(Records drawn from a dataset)

····················

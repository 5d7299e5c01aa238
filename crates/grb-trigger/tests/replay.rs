// SPDX-License-Identifier: MIT OR Apache-2.0

#![forbid(unsafe_code)]

#[path = "support/replay_harness.rs"]
mod replay_harness;

use grb_core::{CancelToken, ExecutionContext, GrbError, NDET};
use grb_online::FocusDesConfig;
use grb_trigger::{
    ChannelHit, CorruptionPolicy, MuxConfig, ResetCause, ResetEvent, Thresholds, TriggerMux,
    trigger_mux,
};
use replay_harness::{
    EchoDetector, POISON, StepCountingDetector, RecordingSink, TableBuilder, key, met_at,
};
use std::sync::atomic::Ordering;

fn uniform(threshold: f64) -> Thresholds {
    Thresholds::uniform(threshold).expect("valid thresholds")
}

#[test]
fn fault_window_resets_once_and_resumes_where_flag_clears() {
    let table = TableBuilder::flat(400, 8).fault(100..150).build();
    let mut mux =
        TriggerMux::focus_des(MuxConfig::default(), uniform(5.0), FocusDesConfig::default())
            .expect("valid mux");

    let triggers = mux.run(&table, &ExecutionContext::new()).expect("replay");
    assert!(triggers.is_empty());
    assert_eq!(
        mux.resets(),
        &[ResetEvent {
            index: 100,
            met: met_at(100),
            cause: ResetCause::FaultFlag { resume: Some(150) },
        }]
    );
}

#[test]
fn fault_window_rows_are_never_stepped() {
    let table = TableBuilder::flat(400, 8).fault(100..150).build();
    let (steps, factory) = StepCountingDetector::factory();
    let report = trigger_mux(
        &table,
        uniform(5.0),
        MuxConfig::default(),
        factory,
        &ExecutionContext::new(),
    )
    .expect("replay");

    assert!(report.triggers.is_empty());
    assert_eq!(steps.load(Ordering::Relaxed), NDET * 350);
}

#[test]
fn flagged_tail_ends_the_scan_cleanly() {
    let table = TableBuilder::flat(400, 8).fault(300..400).build();
    let (steps, factory) = StepCountingDetector::factory();
    let report = trigger_mux(
        &table,
        uniform(5.0),
        MuxConfig::default(),
        factory,
        &ExecutionContext::new(),
    )
    .expect("flagged tail is not an error");

    assert_eq!(steps.load(Ordering::Relaxed), NDET * 300);
    assert_eq!(
        report.resets,
        vec![ResetEvent {
            index: 300,
            met: met_at(300),
            cause: ResetCause::FaultFlag { resume: None },
        }]
    );
}

#[test]
fn outage_resets_and_fast_forwards_to_next_signal() {
    let table = TableBuilder::flat(200, 8).silence(50..60).build();
    let (steps, factory) = StepCountingDetector::factory();
    let report = trigger_mux(
        &table,
        uniform(5.0),
        MuxConfig::default(),
        factory,
        &ExecutionContext::new(),
    )
    .expect("replay");

    assert_eq!(steps.load(Ordering::Relaxed), NDET * 190);
    assert_eq!(
        report.resets,
        vec![ResetEvent {
            index: 50,
            met: met_at(50),
            cause: ResetCause::Outage { resume: Some(60) },
        }]
    );

    let table = TableBuilder::flat(100, 8).silence(80..100).build();
    let report = trigger_mux(
        &table,
        uniform(5.0),
        MuxConfig::default(),
        EchoDetector::default,
        &ExecutionContext::new(),
    )
    .expect("silent tail is not an error");
    assert_eq!(report.resets.len(), 1);
    assert_eq!(report.resets[0].cause, ResetCause::Outage { resume: None });
}

#[test]
fn stuck_channel_is_reset_alone() {
    let table = TableBuilder::flat(100, 8).set(10..40, "n2_r1", 0).build();
    let report = trigger_mux(
        &table,
        uniform(5.0),
        MuxConfig::default(),
        EchoDetector::default,
        &ExecutionContext::new(),
    )
    .expect("replay");

    let stale: Vec<(usize, ResetCause)> = report
        .resets
        .iter()
        .map(|event| (event.index, event.cause))
        .collect();
    assert_eq!(
        stale,
        vec![
            (20, ResetCause::StaleChannel(key("n2_r1"))),
            (31, ResetCause::StaleChannel(key("n2_r1"))),
        ]
    );
}

#[test]
fn one_detector_across_ranges_never_triggers() {
    let table = TableBuilder::flat(100, 8)
        .set(30..31, "n3_r0", 100)
        .set(30..31, "n3_r1", 110)
        .set(30..31, "n3_r2", 120)
        .build();
    let report = trigger_mux(
        &table,
        uniform(5.0),
        MuxConfig::default(),
        EchoDetector::default,
        &ExecutionContext::new(),
    )
    .expect("replay");
    assert!(report.triggers.is_empty());
    assert!(report.resets.is_empty());
}

#[test]
fn two_detectors_at_same_row_trigger_once_listing_both() {
    let table = TableBuilder::flat(100, 8)
        .set(60..61, "n3_r0", 100)
        .set(60..61, "n7_r2", 120)
        .build();
    let report = trigger_mux(
        &table,
        uniform(5.0),
        MuxConfig::default(),
        EchoDetector::default,
        &ExecutionContext::new(),
    )
    .expect("replay");

    assert_eq!(report.triggers.len(), 1);
    let event = &report.triggers[0];
    assert_eq!(event.id, 0);
    assert_eq!(event.index, 60);
    assert_eq!(event.met, met_at(60));
    assert_eq!(
        event.hits,
        vec![
            ChannelHit {
                key: key("n3_r0"),
                offset: -3,
                significance: 10.0,
            },
            ChannelHit {
                key: key("n7_r2"),
                offset: -3,
                significance: 12.0,
            },
        ]
    );
    assert_eq!(event.detectors().into_iter().collect::<Vec<_>>(), vec![3, 7]);
    assert_eq!(report.resets.len(), 1);
    assert_eq!(report.resets[0].cause, ResetCause::Trigger(0));
}

#[test]
fn stride_skips_rows_after_a_trigger() {
    let table = TableBuilder::flat(100, 8)
        .set(60..66, "n3_r0", 100)
        .set(60..66, "n7_r2", 120)
        .build();
    let config = MuxConfig {
        stride: 5,
        ..MuxConfig::default()
    };
    let report = trigger_mux(
        &table,
        uniform(5.0),
        config,
        EchoDetector::default,
        &ExecutionContext::new(),
    )
    .expect("replay");

    let rows: Vec<(usize, usize)> = report.triggers.iter().map(|e| (e.id, e.index)).collect();
    assert_eq!(rows, vec![(0, 60), (1, 65)]);
}

#[test]
fn hits_below_their_channel_threshold_are_ignored() {
    let table = TableBuilder::flat(100, 8)
        .set(60..61, "n3_r0", 100)
        .set(60..61, "n7_r2", 120)
        .build();
    let mut values = [5.0; NDET];
    values[key("n3_r0").index()] = 10.0;
    let report = trigger_mux(
        &table,
        Thresholds::from_slice(&values).expect("thresholds"),
        MuxConfig::default(),
        EchoDetector::default,
        &ExecutionContext::new(),
    )
    .expect("replay");
    // 10 sigma does not exceed a threshold of 10
    assert!(report.triggers.is_empty());
}

#[test]
fn disabled_channels_take_no_part_in_coincidence() {
    let table = TableBuilder::flat(100, 8)
        .set(60..61, "n3_r0", 100)
        .set(60..61, "n7_r2", 120)
        .build();
    let mut values = [5.0; NDET];
    values[key("n3_r0").index()] = f64::INFINITY;
    let mut mux = TriggerMux::new(
        MuxConfig::default(),
        Thresholds::from_slice(&values).expect("thresholds"),
        EchoDetector::default,
    )
    .expect("valid mux");
    assert_eq!(mux.channels().len(), NDET - 1);

    let triggers = mux.run(&table, &ExecutionContext::new()).expect("replay");
    assert!(triggers.is_empty());
}

#[test]
fn corrupted_background_aborts_with_channel_and_time() {
    let table = TableBuilder::flat(50, 8).set(12..13, "n5_r0", POISON).build();
    let err = trigger_mux(
        &table,
        uniform(5.0),
        MuxConfig::default(),
        EchoDetector::default,
        &ExecutionContext::new(),
    )
    .expect_err("corruption aborts by default");

    assert_eq!(err.code(), "corrupted_background");
    match err {
        GrbError::CorruptedBackground {
            channel,
            met,
            index,
            detail,
        } => {
            assert_eq!(channel, "n5_r0");
            assert_eq!(met, met_at(12));
            assert_eq!(index, 12);
            assert!(detail.contains("poisoned"));
        }
        other => panic!("unexpected error: {other:?}"),
    }
}

#[test]
fn corrupted_background_can_reset_the_channel_instead() {
    let table = TableBuilder::flat(50, 8).set(12..13, "n5_r0", POISON).build();
    let config = MuxConfig {
        corruption_policy: CorruptionPolicy::ResetChannel,
        ..MuxConfig::default()
    };
    let report = trigger_mux(
        &table,
        uniform(5.0),
        config,
        EchoDetector::default,
        &ExecutionContext::new(),
    )
    .expect("tolerated corruption");
    assert_eq!(
        report.resets,
        vec![ResetEvent {
            index: 12,
            met: met_at(12),
            cause: ResetCause::CorruptedBackground(key("n5_r0")),
        }]
    );
}

#[test]
fn t_start_skips_leading_fraction_of_rows() {
    let table = TableBuilder::flat(200, 8).build();
    let (steps, factory) = StepCountingDetector::factory();
    let config = MuxConfig {
        t_start: 0.25,
        ..MuxConfig::default()
    };
    trigger_mux(&table, uniform(5.0), config, factory, &ExecutionContext::new()).expect("replay");
    assert_eq!(steps.load(Ordering::Relaxed), NDET * 150);
}

#[test]
fn cancellation_stops_the_replay() {
    let table = TableBuilder::flat(50, 8).build();
    let cancel = CancelToken::new();
    cancel.cancel();
    let ctx = ExecutionContext::new().with_cancel(&cancel);
    let err = trigger_mux(
        &table,
        uniform(5.0),
        MuxConfig::default(),
        EchoDetector::default,
        &ctx,
    )
    .expect_err("cancelled replay");
    assert_eq!(err, GrbError::Cancelled);
}

#[test]
fn progress_is_reported_once_per_visited_row() {
    let table = TableBuilder::flat(40, 8).fault(10..20).build();
    let sink = RecordingSink::default();
    let ctx = ExecutionContext::new().with_progress_sink(&sink);
    trigger_mux(
        &table,
        uniform(5.0),
        MuxConfig::default(),
        EchoDetector::default,
        &ctx,
    )
    .expect("replay");

    let rows = sink.rows.lock().expect("sink mutex should not be poisoned");
    let expected: Vec<usize> = (0..=10).chain(20..40).collect();
    assert_eq!(*rows, expected);
}

#[test]
fn rerunning_a_multiplexer_starts_from_scratch() {
    let table = TableBuilder::flat(100, 8)
        .set(60..61, "n3_r0", 100)
        .set(60..61, "n7_r2", 120)
        .build();
    let mut mux = TriggerMux::new(MuxConfig::default(), uniform(5.0), EchoDetector::default)
        .expect("valid mux");
    let first = mux.run(&table, &ExecutionContext::new()).expect("replay").to_vec();
    let second = mux.run(&table, &ExecutionContext::new()).expect("replay").to_vec();
    assert_eq!(first, second);
    assert_eq!(mux.resets().len(), 1);
}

····················

=== Problem requirements ===
What is needed is the number of lines in the entries that contain the word "first", written alone.

=== Completed task ===
2